When she founded the company in 2017, she and her team chose an industry that was already familiar with AR: gaming. In November 2019, Illumix launched Five Nights at Freddy’s, a mobile app in which users spend more than 70% of their time in AR. Within a day, the game organically gained more than 30,000 users and hit number two in Apple’s app store, and it reached more than 1 million users within a month. Today, the game has more than 35 million downloads.

“Literally the first night that the game was on the app store it went viral, and it was terrifying and exhilarating all at the same time,” she says, laughing. “It gave us incredible validation of the vision of what these interactions and what the future of entertainment—and I think even the world more broadly—might look like.”

Since the initial success of the game, the company has expanded into providing AR tools for e-commerce, with offerings like virtual clothing try-ons. “I think we’re going to look back and realize how inefficient the process for purchasing things was —basically ordering lots of things, hoping something looks good, and then sending it back,” she says.

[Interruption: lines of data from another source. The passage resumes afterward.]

//! Batched change notifications for the host.

use std::time::Duration;
use tokio::sync::{broadcast, mpsc};
use tokio::task::JoinHandle;
use tokio::time::Instant;
use tokio_util::sync::CancellationToken;

use super::path::VirtualPath;

/// Default coalescing window.
pub const DEBOUNCE: Duration = Duration::from_millis(5);

#[derive(Debug, Clone, Copy, PartialEq, Eq)]
pub enum FileChangeType {
    Created,
    Changed,
    Deleted,
}

/// One change, keyed by canonical virtual path.
#[derive(Debug, Clone, PartialEq, Eq)]
pub struct FileChangeEvent {
    pub kind: FileChangeType,
    pub path: VirtualPath,
}

impl FileChangeEvent {
    pub fn created(path: VirtualPath) -> Self {
        Self {
            kind: FileChangeType::Created,
            path,
        }
    }

    pub fn changed(path: VirtualPath) -> Self {
        Self {
            kind: FileChangeType::Changed,
            path,
        }
    }

    pub fn deleted(path: VirtualPath) -> Self {
        Self {
            kind: FileChangeType::Deleted,
            path,
        }
    }
}

/// Collects fired events and publishes them in batches.
///
/// A batch is flushed once no new event has arrived for the debounce window.
#[derive(Debug)]
pub struct ChangeNotifier {
    tx: mpsc::UnboundedSender<FileChangeEvent>,
    out: broadcast::Sender<Vec<FileChangeEvent>>,
    cancel: CancellationToken,
    task: parking_lot::Mutex<Option<JoinHandle<()>>>,
}

impl ChangeNotifier {
    /// Start the batching task. Must be called inside a tokio runtime.
    pub fn spawn(window: Duration) -> Self {
        let (tx, rx) = mpsc::unbounded_channel();
        let (out, _) = broadcast::channel(256);
        let cancel = CancellationToken::new();

        let task = tokio::spawn(Self::run(rx, out.clone(), window, cancel.clone()));

        Self {
            tx,
            out,
            cancel,
            task: parking_lot::Mutex::new(Some(task)),
        }
    }

    pub fn fire(&self, event: FileChangeEvent) {
        tracing::trace!(path = %event.path, kind = ?event.kind, "change fired");
        // Closed only after shutdown; late events are dropped.
        let _ = self.tx.send(event);
    }

    pub fn subscribe(&self) -> broadcast::Receiver<Vec<FileChangeEvent>> {
        self.out.subscribe()
    }

    /// Stop the batching task, flushing nothing further.
    pub async fn shutdown(&self) {
        self.cancel.cancel();
        let task = self.task.lock().take();
        if let Some(task) = task {
            if let Err(e) = task.await {
                tracing::warn!(error = %e, "change notifier task failed");
            }
        }
    }

    async fn run(
        mut rx: mpsc::UnboundedReceiver<FileChangeEvent>,
        out: broadcast::Sender<Vec<FileChangeEvent>>,
        window: Duration,
        cancel: CancellationToken,
    ) {
        loop {
            let first = tokio::select! {
                _ = cancel.cancelled() => break,
                event = rx.recv() => match event {
                    Some(event) => event,
                    None => break,
                },
            };

            let mut batch = vec![first];
            let mut deadline = Instant::now() + window;
            loop {
                tokio::select! {
                    _ = cancel.cancelled() => return,
                    _ = tokio::time::sleep_until(deadline) => break,
                    event = rx.recv() => match event {
                        Some(event) => {
                            batch.push(event);
                            deadline = Instant::now() + window;
                        }
                        None => break,
                    },
                }
            }

            tracing::debug!(events = batch.len(), "publishing file changes");
            // No subscribers is fine.
            let _ = out.send(batch);
        }
    }
}

#[cfg(test)]
mod tests {
    use super::*;

    fn vp(s: &str) -> VirtualPath {
        VirtualPath::parse(s).unwrap()
    }

    #[tokio::test]
    async fn test_burst_is_one_batch() {
        let notifier = ChangeNotifier::spawn(Duration::from_millis(20));
        let mut rx = notifier.subscribe();

        notifier.fire(FileChangeEvent::created(vp("/QuickApps/1_A/new.lua")));
        notifier.fire(FileChangeEvent::changed(vp("/QuickApps/1_A")));

        let batch = tokio::time::timeout(Duration::from_secs(1), rx.recv())
            .await
            .unwrap()
            .unwrap();
        assert_eq!(batch.len(), 2);
        assert_eq!(batch[0].kind, FileChangeType::Created);
        assert_eq!(batch[1].path, vp("/QuickApps/1_A"));

        notifier.shutdown().await;
    }

    #[tokio::test]
    async fn test_separate_bursts() {
        let notifier = ChangeNotifier::spawn(DEBOUNCE);
        let mut rx = notifier.subscribe();

        notifier.fire(FileChangeEvent::deleted(vp("/QuickApps/12_Lamp")));
        let first = rx.recv().await.unwrap();
        assert_eq!(first, vec![FileChangeEvent::deleted(vp("/QuickApps/12_Lamp"))]);

        notifier.fire(FileChangeEvent::changed(vp("/Scenes")));
        let second = rx.recv().await.unwrap();
        assert_eq!(second.len(), 1);

        notifier.shutdown().await;
        notifier.fire(FileChangeEvent::changed(vp("/Scenes")));
    }
}
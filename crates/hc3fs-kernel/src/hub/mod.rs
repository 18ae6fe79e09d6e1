//! The remote hub, as seen by the filesystem.
//!
//! [`HubApi`] is the seam between the resolver core and whatever transport
//! talks to the controller. The HTTP implementation lives in `hc3fs-client`;
//! tests use [`MockHub`](crate::testing::MockHub).

mod error;
mod models;

use async_trait::async_trait;
use serde_json::Value;

pub use error::{HubError, HubResult};
pub use models::{
    DebugMessage, DebugMessages, QuickApp, QuickAppFile, RawEvent, RemoteEvent, Scene, SceneKind,
    ServerInfo, StateEvents,
};

/// Typed operations against the hub's control API.
#[async_trait]
pub trait HubApi: Send + Sync {
    // ========================================================================
    // QuickApps
    // ========================================================================

    async fn list_quick_apps(&self) -> HubResult<Vec<QuickApp>>;

    async fn get_quick_app(&self, id: u64) -> HubResult<QuickApp>;

    /// File listing: names and `isMain`, no content.
    async fn list_quick_app_files(&self, id: u64) -> HubResult<Vec<QuickAppFile>>;

    async fn get_quick_app_file_content(&self, id: u64, name: &str) -> HubResult<Vec<u8>>;

    async fn create_quick_app_file(&self, id: u64, file: &QuickAppFile) -> HubResult<()>;

    async fn update_quick_app_file(&self, id: u64, file: &QuickAppFile) -> HubResult<()>;

    async fn delete_quick_app_file(&self, id: u64, name: &str) -> HubResult<()>;

    async fn rename_quick_app_file(&self, id: u64, name: &str, new_name: &str) -> HubResult<()>;

    /// Full `.fqa` export document.
    async fn export_quick_app(&self, id: u64) -> HubResult<Value>;

    // ========================================================================
    // Scenes
    // ========================================================================

    async fn list_scenes(&self) -> HubResult<Vec<Scene>>;

    async fn get_scene(&self, id: u64) -> HubResult<Scene>;

    /// Partial update; `patch` is merged into the scene record by the hub.
    async fn update_scene(&self, id: u64, patch: &Value) -> HubResult<()>;

    // ========================================================================
    // System
    // ========================================================================

    async fn get_server_info(&self) -> HubResult<ServerInfo>;

    /// Debug console messages newer than `since` (seconds).
    async fn get_debug_messages(&self, since: i64) -> HubResult<DebugMessages>;

    /// State events after `last`.
    async fn get_state_events(&self, last: i64) -> HubResult<StateEvents>;
}
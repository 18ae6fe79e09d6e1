//! Leaf resolver: swaps placeholders for real content on first read.

use async_trait::async_trait;
use dashmap::DashMap;

use super::{ResolveContext, Resolver};
use crate::vfs::{parse_sentinel, VfsError, VfsResult, VirtualPath};

#[derive(Debug, Clone, Copy, Default)]
struct FileInfo {
    fetched: bool,
}

/// Checks existence on listing and fetches script content on read.
pub struct FileResolver {
    ctx: ResolveContext,
    resolved: DashMap<VirtualPath, FileInfo>,
}

impl FileResolver {
    pub fn new(ctx: ResolveContext) -> Self {
        Self {
            ctx,
            resolved: DashMap::new(),
        }
    }

    /// Replace a placeholder with the remote content. Files that already
    /// hold real content are left alone.
    async fn fetch(&self, path: &VirtualPath) -> VfsResult<()> {
        let data = self.ctx.shadow.read(path).await?;
        if let Some((id, name)) = parse_sentinel(&data) {
            let content = self.ctx.hub.get_quick_app_file_content(id, &name).await?;
            self.ctx.shadow.write(path, &content).await?;
            tracing::debug!(path = %path, id, file = %name, bytes = content.len(), "file fetched");
        }
        Ok(())
    }
}

#[async_trait]
impl Resolver for FileResolver {
    async fn resolve(&self, path: &VirtualPath, read: bool) -> VfsResult<()> {
        let known = self.resolved.get(path).map(|info| info.fetched);
        match known {
            Some(true) => return Ok(()),
            Some(false) if !read => return Ok(()),
            Some(false) => {}
            None => {
                if !self.ctx.shadow.exists(path).await {
                    return Err(VfsError::not_found(path.to_string()));
                }
            }
        }

        if read {
            self.fetch(path).await?;
        }
        self.resolved.insert(path.clone(), FileInfo { fetched: read });
        Ok(())
    }

    fn mark_resolved(&self, path: &VirtualPath) {
        self.resolved.insert(path.clone(), FileInfo { fetched: true });
    }

    fn forget(&self, path: &VirtualPath) {
        self.resolved.retain(|k, _| !k.starts_with(path));
    }

    fn reset(&self) {
        self.resolved.clear();
    }
}

#[cfg(test)]
mod tests {
    use super::*;
    use crate::testing::MockHub;
    use crate::vfs::{sentinel, ShadowCache};
    use crate::hub::{QuickApp, QuickAppFile};
    use std::sync::Arc;

    fn vp(s: &str) -> VirtualPath {
        VirtualPath::parse(s).unwrap()
    }

    async fn setup() -> (Arc<MockHub>, ResolveContext, VirtualPath) {
        let hub = Arc::new(MockHub::new());
        hub.add_quick_app(
            QuickApp::new(12, "Lamp", "com.fibaro.binarySwitch"),
            vec![QuickAppFile::with_content("main", true, "print('on')")],
        );
        let ctx = ResolveContext::new(hub.clone(), Arc::new(ShadowCache::new().unwrap()));
        let path = vp("/QuickApps/12_Lamp/main.lua");
        ctx.shadow.create_dir(&vp("/QuickApps/12_Lamp")).await.unwrap();
        ctx.shadow.write(&path, sentinel(12, "main").as_bytes()).await.unwrap();
        (hub, ctx, path)
    }

    #[tokio::test]
    async fn test_listing_does_not_fetch() {
        let (hub, ctx, path) = setup().await;
        let resolver = FileResolver::new(ctx.clone());

        resolver.resolve(&path, false).await.unwrap();
        resolver.resolve(&path, false).await.unwrap();
        assert_eq!(hub.count("get_quick_app_file_content"), 0);
        assert_eq!(ctx.shadow.read(&path).await.unwrap(), sentinel(12, "main").as_bytes());
    }

    #[tokio::test]
    async fn test_read_fetches_once() {
        let (hub, ctx, path) = setup().await;
        let resolver = FileResolver::new(ctx.clone());

        resolver.resolve(&path, false).await.unwrap();
        resolver.resolve(&path, true).await.unwrap();
        resolver.resolve(&path, true).await.unwrap();

        assert_eq!(hub.count("get_quick_app_file_content"), 1);
        assert_eq!(ctx.shadow.read(&path).await.unwrap(), b"print('on')");
    }

    #[tokio::test]
    async fn test_missing_file() {
        let (hub, ctx, _) = setup().await;
        let resolver = FileResolver::new(ctx);

        let err = resolver
            .resolve(&vp("/QuickApps/12_Lamp/ghost.lua"), true)
            .await
            .unwrap_err();
        assert!(matches!(err, VfsError::NotFound(_)));
        assert_eq!(hub.count("get_quick_app_file_content"), 0);
    }

    #[tokio::test]
    async fn test_marked_file_is_not_fetched() {
        let (hub, ctx, path) = setup().await;
        let resolver = FileResolver::new(ctx);

        resolver.mark_resolved(&path);
        resolver.resolve(&path, true).await.unwrap();
        assert_eq!(hub.count("get_quick_app_file_content"), 0);

        resolver.forget(&vp("/QuickApps/12_Lamp"));
        resolver.resolve(&path, true).await.unwrap();
        assert_eq!(hub.count("get_quick_app_file_content"), 1);
    }
}
//! Hub transport error types.

use thiserror::Error;

/// Error returned by any [`HubApi`](super::HubApi) operation.
#[derive(Debug, Clone, Error, PartialEq, Eq)]
pub enum HubError {
    /// The hub answered with a non-2xx status.
    #[error("{status} - {text}")]
    Status {
        /// Numeric HTTP status.
        status: u16,
        /// Status text (canonical reason phrase).
        text: String,
    },

    /// The request never produced a response (connect, TLS, reset...).
    #[error("transport error: {0}")]
    Transport(String),

    /// The response body could not be decoded.
    #[error("invalid response: {0}")]
    Decode(String),

    /// A typed call expected a body but the hub sent nothing.
    #[error("empty response from {0}")]
    EmptyResponse(String),
}

impl HubError {
    /// Create a Status error.
    pub fn status(status: u16, text: impl Into<String>) -> Self {
        Self::Status {
            status,
            text: text.into(),
        }
    }

    /// Returns true if the hub reported the object as missing.
    pub fn is_not_found(&self) -> bool {
        matches!(self, HubError::Status { status: 404, .. })
    }
}

/// Hub result type.
pub type HubResult<T> = Result<T, HubError>;
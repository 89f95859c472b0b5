use std::collections::HashSet;
use std::io;
use std::path::Path;
use std::sync::Arc;

use anyhow::{Context, Result};
use reqwest::cookie::Jar;
use tracing::{info, warn};

use super::{load_cookies_into_jar, parse_netscape_cookies};

/// Loads the cookie jar uploads consult, from a cookie file path or `-` for stdin.
///
/// # Errors
///
/// Returns an error when the cookie file cannot be opened or parsed.
pub fn load_runtime_cookie_jar(cookie_source: &Path) -> Result<Arc<Jar>> {
    let reader: Box<dyn io::BufRead> = if cookie_source.as_os_str() == "-" {
        Box::new(io::BufReader::new(io::stdin()))
    } else {
        let file = std::fs::File::open(cookie_source)
            .with_context(|| format!("Cannot open cookie file '{}'", cookie_source.display()))?;
        Box::new(io::BufReader::new(file))
    };

    let parsed = parse_netscape_cookies(reader).context("Failed to parse cookie file")?;

    for (line_num, reason) in &parsed.warnings {
        warn!(line = line_num, reason = %reason, "Skipping malformed cookie line");
    }

    let domains: HashSet<&str> = parsed
        .cookies
        .iter()
        .map(|cookie| cookie.domain.as_str())
        .collect();
    info!(
        count = parsed.cookies.len(),
        domains = domains.len(),
        "Loaded cookies"
    );

    Ok(load_cookies_into_jar(&parsed.cookies))
}
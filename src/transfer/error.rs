//! Error types for the transfer engine.
//!
//! `TransferFailure` is the internal, context-rich failure raised anywhere in
//! the upload/download pipeline. It is never shown to the host directly; the
//! classifier in [`super::classify`] folds it into one of the stable codes.

use std::path::PathBuf;

use thiserror::Error;

use crate::path::PathError;

/// Failures raised while uploading or downloading.
#[derive(Debug, Error)]
pub enum TransferFailure {
    /// The local source file does not exist or cannot be opened.
    #[error("cannot open local file {path}: {source}")]
    FileNotFound {
        /// The resolved local path.
        path: PathBuf,
        /// The underlying IO error.
        #[source]
        source: std::io::Error,
    },

    /// The local path uses a scheme we cannot address.
    #[error(transparent)]
    UnsupportedPath(#[from] PathError),

    /// The provided URL is malformed.
    #[error("invalid URL: {url}")]
    InvalidUrl {
        /// The invalid URL string.
        url: String,
    },

    /// Network-level error (DNS, refused connection, TLS handshake, timeout, body read).
    #[error("connection error talking to {url}: {source}")]
    Connection {
        /// The URL being contacted.
        url: String,
        /// The underlying transport error.
        #[source]
        source: reqwest::Error,
    },

    /// The HTTP transport could not be configured.
    #[error("failed to build HTTP client: {source}")]
    Client {
        /// The underlying builder error.
        #[source]
        source: reqwest::Error,
    },

    /// Download responded with a non-success status.
    #[error("HTTP {status} downloading {url}")]
    HttpStatus {
        /// The URL that returned the status.
        url: String,
        /// The HTTP status code.
        status: u16,
    },

    /// Local filesystem error while writing a download.
    #[error("IO error writing to {path}: {source}")]
    Io {
        /// The file path where the error occurred.
        path: PathBuf,
        /// The underlying IO error.
        #[source]
        source: std::io::Error,
    },

    /// The downloaded file was written but could not be described.
    #[error("cannot describe downloaded file {path}: {source}")]
    Describe {
        /// The written file.
        path: PathBuf,
        /// The describer's error.
        #[source]
        source: std::io::Error,
    },

    /// A request field could not be encoded into the request body.
    #[error("cannot encode request field '{field}': {reason}")]
    Protocol {
        /// The field (form key) that failed.
        field: String,
        /// Why it failed.
        reason: String,
    },
}

impl TransferFailure {
    /// Creates a file-not-found error.
    pub fn file_not_found(path: impl Into<PathBuf>, source: std::io::Error) -> Self {
        Self::FileNotFound {
            path: path.into(),
            source,
        }
    }

    /// Creates an invalid URL error.
    pub fn invalid_url(url: impl Into<String>) -> Self {
        Self::InvalidUrl { url: url.into() }
    }

    /// Creates a connection error from a reqwest error.
    pub fn connection(url: impl Into<String>, source: reqwest::Error) -> Self {
        Self::Connection {
            url: url.into(),
            source,
        }
    }

    /// Creates an HTTP status error.
    pub fn http_status(url: impl Into<String>, status: u16) -> Self {
        Self::HttpStatus {
            url: url.into(),
            status,
        }
    }

    /// Creates an IO error.
    pub fn io(path: impl Into<PathBuf>, source: std::io::Error) -> Self {
        Self::Io {
            path: path.into(),
            source,
        }
    }

    /// Creates a describe error for a written download.
    pub fn describe(path: impl Into<PathBuf>, source: std::io::Error) -> Self {
        Self::Describe {
            path: path.into(),
            source,
        }
    }

    /// Creates a request encoding error.
    pub fn protocol(field: impl Into<String>, reason: impl Into<String>) -> Self {
        Self::Protocol {
            field: field.into(),
            reason: reason.into(),
        }
    }
}

// No `From<reqwest::Error>` or `From<std::io::Error>`: those variants need the
// url or path the source error doesn't carry. `PathError` is the exception, it
// already names the offending path.
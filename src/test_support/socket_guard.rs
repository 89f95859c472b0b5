use std::net::TcpListener;
use std::panic::Location;

use wiremock::MockServer;

#[must_use]
pub fn socket_tests_required() -> bool {
    std::env::var("TRANSFER_REQUIRE_SOCKET_TESTS")
        .ok()
        .is_some_and(|value| matches!(value.to_ascii_lowercase().as_str(), "1" | "true" | "yes"))
}

#[track_caller]
#[must_use]
pub fn should_skip_socket_bound_test() -> bool {
    if TcpListener::bind("127.0.0.1:0").is_ok() {
        return false;
    }

    let location = Location::caller();
    let message = format!(
        "[socket-bound-test] cannot bind localhost socket at {}:{}; wiremock-based test cannot run in this environment",
        location.file(),
        location.line()
    );
    assert!(
        !socket_tests_required(),
        "{message}. Set TRANSFER_REQUIRE_SOCKET_TESTS=0 to allow local skip behavior."
    );

    eprintln!(
        "{message}. Skipping test. Set TRANSFER_REQUIRE_SOCKET_TESTS=1 to fail-fast instead."
    );
    true
}

pub async fn start_mock_server_or_skip() -> Option<MockServer> {
    if should_skip_socket_bound_test() {
        None
    } else {
        Some(MockServer::start().await)
    }
}
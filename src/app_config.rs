//! Application configuration loading for CLI defaults.

use std::env;
use std::fs;
use std::path::{Path, PathBuf};
use std::time::Duration;

use anyhow::{Context, Result, bail};
use transfer_core::TransportConfig;

/// File-backed configuration for transfer defaults.
#[derive(Debug, Clone, Default, PartialEq, Eq)]
pub struct FileConfig {
    /// Connect timeout in seconds (absent = no timeout).
    pub connect_timeout_secs: Option<u64>,
    /// Whole-request timeout in seconds (absent = no timeout).
    pub read_timeout_secs: Option<u64>,
    /// Default Netscape cookie file for uploads.
    pub cookies_file: Option<PathBuf>,
    /// Default verbosity mode.
    pub verbosity: Option<VerbositySetting>,
    /// User-Agent override.
    pub user_agent: Option<String>,
}

impl FileConfig {
    /// Validates config values against runtime constraints.
    pub fn validate(&self) -> Result<()> {
        validate_timeout_secs("connect_timeout_secs", self.connect_timeout_secs)?;
        validate_timeout_secs("read_timeout_secs", self.read_timeout_secs)?;
        if self.user_agent.as_deref().is_some_and(str::is_empty) {
            bail!("Invalid config value for `user_agent`: must not be empty");
        }
        Ok(())
    }

    /// Transport settings derived from this config.
    #[must_use]
    pub fn transport_config(&self) -> TransportConfig {
        let mut transport = TransportConfig::default();
        if let Some(secs) = self.connect_timeout_secs {
            transport = transport.with_connect_timeout(Duration::from_secs(secs));
        }
        if let Some(secs) = self.read_timeout_secs {
            transport = transport.with_read_timeout(Duration::from_secs(secs));
        }
        if let Some(user_agent) = &self.user_agent {
            transport = transport.with_user_agent(user_agent.clone());
        }
        transport
    }
}

fn validate_timeout_secs(field: &str, value: Option<u64>) -> Result<()> {
    let Some(value) = value else {
        return Ok(());
    };
    if !(1..=3600).contains(&value) {
        bail!("Invalid config value for `{field}`: {value}. Expected range: 1..=3600");
    }
    Ok(())
}

/// Supported config verbosity labels.
#[derive(Debug, Clone, Copy, PartialEq, Eq)]
pub enum VerbositySetting {
    Default,
    Verbose,
    Quiet,
    Debug,
}

impl VerbositySetting {
    /// Log filter level for this setting.
    #[must_use]
    pub fn filter_level(self) -> &'static str {
        match self {
            Self::Default => "info",
            Self::Verbose => "debug",
            Self::Quiet => "error",
            Self::Debug => "trace",
        }
    }
}

/// Resolves default config path.
///
/// Priority:
/// 1. `$XDG_CONFIG_HOME/transfer/config.toml`
/// 2. `$HOME/.config/transfer/config.toml`
#[must_use]
pub fn resolve_default_config_path() -> Option<PathBuf> {
    if let Some(xdg_config_home) = env_var_non_empty_os("XDG_CONFIG_HOME") {
        return Some(
            PathBuf::from(xdg_config_home)
                .join("transfer")
                .join("config.toml"),
        );
    }

    let home = env_var_non_empty_os("HOME")?;
    Some(
        PathBuf::from(home)
            .join(".config")
            .join("transfer")
            .join("config.toml"),
    )
}

fn env_var_non_empty_os(name: &str) -> Option<std::ffi::OsString> {
    let value = env::var_os(name)?;
    if value.is_empty() { None } else { Some(value) }
}

/// Loads config from the default path if present.
pub fn load_default_file_config() -> Result<Option<FileConfig>> {
    match resolve_default_config_path() {
        Some(path) if path.exists() => load_file_config(&path).map(Some),
        _ => Ok(None),
    }
}

fn load_file_config(path: &Path) -> Result<FileConfig> {
    let raw = fs::read_to_string(path)
        .with_context(|| format!("Failed to read config file '{}'", path.display()))?;
    parse_config_str(&raw)
        .with_context(|| format!("Failed to parse config file '{}'", path.display()))
}

fn parse_config_str(raw: &str) -> Result<FileConfig> {
    let mut cfg = FileConfig::default();
    for (line_index, raw_line) in raw.lines().enumerate() {
        let line_number = line_index + 1;
        let line = strip_inline_comment(raw_line).trim();
        if line.is_empty() {
            continue;
        }

        let Some((raw_key, raw_value)) = line.split_once('=') else {
            bail!("Invalid config syntax on line {line_number}: expected key = value");
        };
        let key = raw_key.trim();
        let value = raw_value.trim();
        let context = || format!("Invalid `{key}` value on line {line_number}");

        match key {
            "connect_timeout_secs" => {
                cfg.connect_timeout_secs = Some(parse_integer_u64(value).with_context(context)?);
            }
            "read_timeout_secs" => {
                cfg.read_timeout_secs = Some(parse_integer_u64(value).with_context(context)?);
            }
            "cookies_file" => {
                cfg.cookies_file = Some(PathBuf::from(
                    parse_string_literal(value).with_context(context)?,
                ));
            }
            "user_agent" => {
                cfg.user_agent = Some(parse_string_literal(value).with_context(context)?);
            }
            "verbosity" => {
                let parsed = parse_string_literal(value).with_context(context)?;
                cfg.verbosity = Some(parse_verbosity(&parsed).with_context(context)?);
            }
            unknown => {
                bail!("Unknown configuration key: '{unknown}' on line {line_number}");
            }
        }
    }
    cfg.validate()?;
    Ok(cfg)
}

fn strip_inline_comment(line: &str) -> &str {
    let mut in_string = false;
    for (index, ch) in line.char_indices() {
        match ch {
            '"' => in_string = !in_string,
            '#' if !in_string => return &line[..index],
            _ => {}
        }
    }
    line
}

fn parse_string_literal(raw_value: &str) -> Result<String> {
    if raw_value.len() < 2 || !raw_value.starts_with('"') || !raw_value.ends_with('"') {
        bail!("Expected double-quoted string");
    }
    Ok(raw_value[1..raw_value.len() - 1].to_string())
}

fn parse_integer_u64(raw_value: &str) -> Result<u64> {
    let token = raw_value.trim();
    if token.is_empty() {
        bail!("Expected integer value");
    }
    let value = token.parse::<i128>()?;
    if value < 0 {
        bail!("Expected non-negative integer");
    }
    u64::try_from(value).map_err(|_| anyhow::anyhow!("Integer value out of range for u64"))
}

fn parse_verbosity(value: &str) -> Result<VerbositySetting> {
    match value {
        "default" => Ok(VerbositySetting::Default),
        "verbose" => Ok(VerbositySetting::Verbose),
        "quiet" => Ok(VerbositySetting::Quiet),
        "debug" => Ok(VerbositySetting::Debug),
        other => bail!("Unknown verbosity '{other}'"),
    }
}
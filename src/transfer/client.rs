//! Per-call HTTP transport construction.
//!
//! Every upload and download builds its own `reqwest::Client`. The trust-bypass
//! flag is therefore a property of one call's transport and cannot leak into
//! any other call. Dropping the client at the end of the call releases its
//! connection pool.

use std::time::Duration;

use reqwest::{Client, ClientBuilder};
use tracing::{debug, warn};

use super::TransferFailure;
use crate::user_agent;

/// Transport settings shared by uploads and downloads.
///
/// Timeouts are `None` by default: a hung connection blocks until the
/// transport's own limits (if any) fire.
#[derive(Debug, Clone)]
pub struct TransportConfig {
    /// Connect timeout.
    pub connect_timeout: Option<Duration>,
    /// Whole-request timeout.
    pub read_timeout: Option<Duration>,
    /// User-Agent header value.
    pub user_agent: String,
}

impl Default for TransportConfig {
    fn default() -> Self {
        Self {
            connect_timeout: None,
            read_timeout: None,
            user_agent: user_agent::default_transfer_user_agent(),
        }
    }
}

impl TransportConfig {
    /// Sets the connect timeout.
    #[must_use]
    pub fn with_connect_timeout(mut self, timeout: Duration) -> Self {
        self.connect_timeout = Some(timeout);
        self
    }

    /// Sets the whole-request timeout.
    #[must_use]
    pub fn with_read_timeout(mut self, timeout: Duration) -> Self {
        self.read_timeout = Some(timeout);
        self
    }

    /// Overrides the User-Agent header.
    #[must_use]
    pub fn with_user_agent(mut self, user_agent: impl Into<String>) -> Self {
        self.user_agent = user_agent.into();
        self
    }
}

/// Builds a client for a single transfer.
///
/// With `trust_all_certificates` set, TLS certificate chain and hostname
/// validation are disabled for this client only.
pub(crate) fn build_client(
    config: &TransportConfig,
    trust_all_certificates: bool,
) -> Result<Client, TransferFailure> {
    base_client_builder(config, trust_all_certificates)
        .build()
        .map_err(|source| TransferFailure::Client { source })
}

fn base_client_builder(config: &TransportConfig, trust_all_certificates: bool) -> ClientBuilder {
    let mut builder = Client::builder().gzip(true).user_agent(&config.user_agent);
    if let Some(timeout) = config.connect_timeout {
        builder = builder.connect_timeout(timeout);
    }
    if let Some(timeout) = config.read_timeout {
        builder = builder.timeout(timeout);
    }
    if trust_all_certificates {
        warn!("TLS certificate and hostname verification disabled for this transfer");
        builder = builder.danger_accept_invalid_certs(true);
    } else {
        debug!("TLS verification enabled");
    }
    builder
}
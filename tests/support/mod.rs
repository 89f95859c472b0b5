#![allow(dead_code)]

pub mod socket_guard;
pub mod tls_server;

Beyond changing the way we consume or try on clothes, Sinha says, the technology could also change digital engagement on a larger scale. “Think about how much time we spend in front of our screens and in our digital world, and how different our presence in the digital world is from our real life,” she says.

“It was clear to me that at some point the world would have to move in this direction, away from a passive digital world. And if that’s the case, then an underlying technology company powering this content would become one of the most relevant and important companies of the future. And that’s what I wanted to build.”